The Company is still completing its financial close process for the year ended December 31, 2024, and continues to have substantial doubt about its ability to continue as a going concern for the reasons set forth in Part III above; therefore no reasonable quantitative estimate of the changes can be made at this time.
Forward-Looking Statements
This Form 12b-25 includes “forward-looking statements” within the meaning of the Private Securities Litigation Reform Act of 1995, as amended. Forward-looking statements generally relate to future events, such as statements related to the Company’s ability to file the Form 10-K. In some cases, you can identify forward-looking statements by terminology such as “intends,” “plans,” and “will,” or the negative of these terms or variations of them or similar terminology. We have based these forward-looking statements on our current expectations and assumptions and analyses made by us in light of our experience and our perception of historical trends, current conditions and expected future developments, as well as other factors we believe are appropriate under the circumstances. However, whether actual results and developments will conform with our expectations and predictions is subject to a number of risks and uncertainties, including the Company’s ability to complete the Form 10-K and the other factors under the heading “Risk Factors” in our Annual Report on Form 10-K filed with the SEC on March 29, 2024, our Quarterly Report on Form 10-Q for the quarterly period ended September 30, 2024, filed with the SEC on November 14, 2024, and in other filings that the Company has made and may make with the SEC in the future.
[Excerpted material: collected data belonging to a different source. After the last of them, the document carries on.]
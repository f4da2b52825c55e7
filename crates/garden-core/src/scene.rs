//! Frame orchestration: owns the cluster, the particle pool and the drag
//! state machine, and runs the fixed per-frame order the renderer relies on.
//!
//! Pointer events mutate state directly as they arrive (same logical
//! thread); `advance` then clamps the frame delta, drifts every non-dragged
//! node, recomputes hover and integrates particles, in that order.

use crate::burst::BurstEmitter;
use crate::camera::Camera;
use crate::constants::{
    BURST_COUNT, CLUSTER_RING_MIN, CLUSTER_RING_SPAN, CLUSTER_Y_SPAN, CLUSTER_Z_SQUASH,
    IDLE_PHASE_STEP, IDLE_RING_BASE, IDLE_RING_STEP, IDLE_TIME_RATE, IDLE_Y_AMPLITUDE, IDLE_Y_RATE,
    IDLE_Z_SQUASH, MAX_FRAME_DT, NODE_COLORS, NODE_COUNT, NODE_RADIUS_MIN, NODE_RADIUS_SPAN,
    PARTICLE_CAPACITY,
};
use crate::drag::{Interaction, PressOutcome};
use crate::node::ThoughtNode;
use crate::particles::ParticlePool;
use crate::picking::update_hover;
use glam::{Vec2, Vec3};
use rand::prelude::*;

/// Idle orbital drift: a pure function of elapsed time and node index, so
/// non-dragged nodes trace smooth elliptical paths with distinct phase and
/// radius per node.
#[inline]
pub fn idle_position(index: usize, elapsed: f32) -> Vec3 {
    let i = index as f32;
    let phase = i * IDLE_PHASE_STEP + elapsed * IDLE_TIME_RATE;
    let r = IDLE_RING_BASE + i * IDLE_RING_STEP;
    Vec3::new(
        phase.cos() * r,
        (phase * IDLE_Y_RATE + i).sin() * IDLE_Y_AMPLITUDE,
        phase.sin() * r * IDLE_Z_SQUASH,
    )
}

pub struct Scene {
    pub nodes: Vec<ThoughtNode>,
    pub pool: ParticlePool,
    pub camera: Camera,
    emitter: BurstEmitter,
    interaction: Interaction,
    pointer_ndc: Vec2,
    elapsed: f32,
}

impl Scene {
    /// Build the default cluster. One seed drives both the initial layout
    /// and the burst emitter, so a run is reproducible end to end.
    pub fn new(seed: u64) -> Self {
        let mut rng = StdRng::seed_from_u64(seed);
        let mut nodes = Vec::with_capacity(NODE_COUNT);
        for i in 0..NODE_COUNT {
            let radius = NODE_RADIUS_MIN + rng.gen::<f32>() * NODE_RADIUS_SPAN;
            let mut node = ThoughtNode::new(
                format!("t{i}"),
                NODE_COLORS[i % NODE_COLORS.len()],
                radius,
            );
            let theta = rng.gen::<f32>() * std::f32::consts::TAU;
            let ring = CLUSTER_RING_MIN + rng.gen::<f32>() * CLUSTER_RING_SPAN;
            node.set_position(
                theta.cos() * ring,
                (rng.gen::<f32>() - 0.5) * CLUSTER_Y_SPAN,
                theta.sin() * ring * CLUSTER_Z_SQUASH,
            );
            nodes.push(node);
        }
        Self {
            nodes,
            pool: ParticlePool::new(PARTICLE_CAPACITY),
            camera: Camera::default(),
            emitter: BurstEmitter::new(seed ^ 0x9E37_79B9_7F4A_7C15),
            interaction: Interaction::new(),
            pointer_ndc: Vec2::ZERO,
            elapsed: 0.0,
        }
    }

    /// Viewport change: the core only tracks the camera aspect; the
    /// frontends own surface and backing-store sizing.
    pub fn set_viewport(&mut self, width: u32, height: u32) {
        self.camera.aspect = width.max(1) as f32 / height.max(1) as f32;
    }

    #[inline]
    pub fn pointer_ndc(&self) -> Vec2 {
        self.pointer_ndc
    }

    #[inline]
    pub fn dragged_node(&self) -> Option<usize> {
        self.interaction.active_node()
    }

    #[inline]
    pub fn elapsed(&self) -> f32 {
        self.elapsed
    }

    /// Pointer moved: remember the normalized coordinates and, if a drag is
    /// active, apply the plane-projected displacement immediately.
    pub fn pointer_moved(&mut self, ndc: Vec2) {
        self.pointer_ndc = ndc;
        let ray = self.camera.screen_ray(ndc);
        self.interaction.drag(&mut self.nodes, &ray);
    }

    /// Pointer pressed at the last known position.
    pub fn pointer_down(&mut self) -> PressOutcome {
        let ray = self.camera.screen_ray(self.pointer_ndc);
        let view_dir = self.camera.view_dir();
        self.interaction.press(&mut self.nodes, &ray, view_dir)
    }

    /// Pointer released: ends any drag with an expand + burst.
    pub fn pointer_up(&mut self) -> Option<usize> {
        self.interaction
            .release(&mut self.nodes, &mut self.emitter, &mut self.pool)
    }

    /// One frame: clamp dt, drift non-dragged nodes, recompute hover,
    /// integrate particles. The renderer reads node and buffer state after
    /// this returns.
    pub fn advance(&mut self, dt_raw: f32) {
        let dt = dt_raw.min(MAX_FRAME_DT);
        self.elapsed += dt_raw;

        let dragged = self.interaction.active_node();
        for (i, node) in self.nodes.iter_mut().enumerate() {
            if dragged == Some(i) {
                continue;
            }
            let p = idle_position(i, self.elapsed);
            node.set_position(p.x, p.y, p.z);
        }

        let ray = self.camera.screen_ray(self.pointer_ndc);
        update_hover(&mut self.nodes, &ray);

        self.pool.integrate(dt);
    }

    /// Emit one burst directly, bypassing the drag machinery. Test hook.
    pub fn burst_at(&mut self, origin: Vec3) {
        self.emitter.emit(&mut self.pool, origin);
        debug_assert!(self.pool.live_count() >= BURST_COUNT);
    }
}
All of the forward-looking statements made in this Form 12b-25 are qualified by these cautionary statements. The actual results or developments anticipated may not be realized or, even if substantially realized, they may not have the expected consequences to or effects on the Company or our business or operations. Such statements are not intended to be a guarantee of future performance and actual results or developments may differ materially from those projected in the forward-looking statements. You should not place undue reliance on these forward-looking statements, which are made only as of the date of this Form 12b-25. We undertake no obligation to update or revise any forward-looking statements, whether as a result of new information, future events or otherwise, except as may be required under applicable securities laws.
Getaround, Inc. |
(Name of Registrant as Specified in Charter)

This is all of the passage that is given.